II. De modo que, condutas que, individualmente consideradas, podem enquadrar o crime de ofensa à integridade física, ameaça, coação ou perseguição, como defende o arguido, quando cometidos por agente contra vítima a quem se encontra ou esteve ligado por relação conjugal, familiar ou análoga, com o objectivo de exercer sobre ela uma posição de domínio, diminuindo-a e desconsiderando-a, integram o crime de violência doméstica, previsto no art.º 152º do Código Penal, sendo por este puníveis.
III. Por razões ligadas à pessoa atingida (menor) ou ao espaço em que os actos são praticados, o n.º 2 do art.º 152º do Código Penal, prevê a elevação do mínimo da moldura penal, ou seja, um crime de violência doméstica agravado.
IV. Integra, assim, a previsão do artigo 152º, n.º 1, al. b) e n.º 2 al. a) do Código Penal, a conduta do arguido que, após uma relação de namoro com a vítima que durou entre o verão de 2021 até data não apurada, anterior a 11.12.2023, que a ofendida fez cessar e o arguido não aceitava, entre esta data de 11.12.2023 e 30.01.2024, em pelo menos sete dias, alguns de manhã e de tarde, o arguido, além do mais, forçou a vítima a atendê-lo senão, “desferia pontapés na porta da habitação da vítima”, “empurrou-a e forçou a entrada nesta contra a vontade da vítima”, na presença dos filhos, sendo 2 menores, dizia-lhe que “tinha de o respeitar”, que “não podia namorar durante um ano”, “forçou-a a entrar no veiculo dele e transportou-a ao local de trabalho”, durante o período de trabalho enviou-lhe dezenas de mensagens, fez dezenas de chamadas, ameaçava a vítima senão lhe atendesse as chamadas, dizendo-lhe que estava “a ficar cego”, “quando saíres vais ver”, “não vais trabalhar de tarde” “agarrou-a junto da escola da filha e puxou-lhe a lancheira de que se apoderou”, agindo sempre com o propósito de molestar a ofendida na sua integridade física e psíquica e de lesar a sua integridade moral e dignidade pessoal, o que tudo conseguiu, pois molestou a ofendida, sua ex-namorada, na sua integridade física e saúde, bem como lhe causou sofrimento psíquico, mercê da humilhação, medo, nervosismo e constrangimento a que a expôs, atento o seu comportamento.
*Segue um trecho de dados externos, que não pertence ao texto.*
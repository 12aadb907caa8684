//! Read command implementation

use indicatif::{ProgressBar, ProgressStyle};
use kinflash_core::{FlashHardware, InternalFlash};
use std::fs::File;
use std::io::Write;
use std::path::Path;

/// Default chunk size for reading (4 KiB)
const READ_CHUNK_SIZE: usize = 4096;

/// Run the read command
pub fn run_read<H: FlashHardware>(
    flash: &mut InternalFlash<H>,
    output: &Path,
    start: u32,
    length: Option<u32>,
) -> Result<(), Box<dyn std::error::Error>> {
    let range = flash.geometry().program_range();
    let length = match length {
        Some(len) => len,
        None => range.end.checked_sub(start).ok_or_else(|| {
            format!(
                "Start address 0x{:08X} is outside flash (0x{:08X}..0x{:08X})",
                start, range.start, range.end
            )
        })?,
    };

    let data = read_flash_with_progress(flash, start, length as usize)?;

    let mut file = File::create(output)?;
    file.write_all(&data)?;

    println!("Wrote {} bytes to {:?}", data.len(), output);

    Ok(())
}

/// Read a flash range with progress bar
pub fn read_flash_with_progress<H: FlashHardware>(
    flash: &mut InternalFlash<H>,
    start: u32,
    length: usize,
) -> Result<Vec<u8>, Box<dyn std::error::Error>> {
    let mut data = vec![0u8; length];

    let pb = ProgressBar::new(length as u64);
    pb.set_style(
        ProgressStyle::default_bar()
            .template("{spinner:.green} [{elapsed_precise}] [{bar:40.cyan/blue}] {bytes}/{total_bytes} ({bytes_per_sec}, {eta})")?
            .progress_chars("#>-"),
    );

    let mut offset = 0usize;
    while offset < length {
        let chunk_size = std::cmp::min(READ_CHUNK_SIZE, length - offset);
        let chunk = &mut data[offset..offset + chunk_size];

        flash.read(start + offset as u32, chunk)?;

        offset += chunk_size;
        pb.set_position(offset as u64);
    }

    pb.finish_with_message("Read complete");
    Ok(data)
}
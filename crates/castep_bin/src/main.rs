use std::path::PathBuf;

use anyhow::Context;
use castep::{Config, Filter};
use clap::Parser;
use log::info;

/// read CASTEP structures, charges, and phonon modes
#[derive(Debug, Parser)]
#[command(author, version, about, long_about = None)]
struct Args {
    /// .cell, .castep, .phonon, .geom, or .ts file to read
    #[arg(value_parser)]
    infile: PathBuf,

    /// TOML configuration file. Options given on the command line take
    /// precedence over its contents
    #[arg(short, long)]
    config: Option<PathBuf>,

    /// Filter keywords like `q=all` or `q=(1/2 0 0), charge=hirshfeld`
    #[arg(short, long)]
    filter: Option<String>,

    /// Build an nx×ny×nz supercell and read the q-points commensurate with it
    #[arg(short, long, num_args = 3, value_names = ["NX", "NY", "NZ"])]
    supercell: Option<Vec<usize>>,

    /// Read only this 1-based vibration. 0 reads all of them
    #[arg(short, long)]
    vibration: Option<usize>,

    /// Read only this 1-based structure from .castep output
    #[arg(short, long)]
    model: Option<usize>,

    /// Store phonon modes as steps of one trajectory
    #[arg(short, long, default_value_t = false)]
    trajectory: bool,

    /// Writes the output in JSON format for use by other programs
    #[arg(short, long, default_value_t = false)]
    json: bool,
}

impl Args {
    fn config(&self) -> anyhow::Result<Config> {
        let mut config = match &self.config {
            Some(path) => Config::load(path)
                .with_context(|| format!("loading {}", path.display()))?,
            None => Config::new(),
        };
        if let Some(f) = &self.filter {
            let filter: Filter =
                f.parse().with_context(|| format!("parsing filter `{f}`"))?;
            config = config.filter(filter);
        }
        if let Some(&[nx, ny, nz]) = self.supercell.as_deref() {
            config = config.supercell(nx, ny, nz);
        }
        if let Some(n) = self.vibration {
            config = config.vibration(n);
        }
        if let Some(n) = self.model {
            config = config.model(n);
        }
        if self.trajectory {
            config = config.trajectory(true);
        }
        config.validate().context("checking options")?;
        Ok(config)
    }
}

fn main() -> anyhow::Result<()> {
    env_logger::init();
    let args = Args::parse();
    let config = args.config()?;
    info!("{config}");
    let asc = castep::read_file(&args.infile, config)
        .with_context(|| format!("reading {}", args.infile.display()))?;
    if args.json {
        println!("{}", serde_json::to_string_pretty(&asc)?);
        return Ok(());
    }
    print!("{asc}");
    for note in &asc.notes {
        println!("note: {note}");
    }
    Ok(())
}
V. A intensidade e persistência da conduta do arguido, revela uma demonstração de superioridade em relação à sua ex-namorada, que visava desprezar, diminuir e mesmo vexar e humilhar, não admitindo ver cessada a relação por iniciativa desta, reagindo de forma desajustada, violenta, com ofensas, ameaças, perseguição permanente, na tentativa de impor a sua vontade e reverter a situação.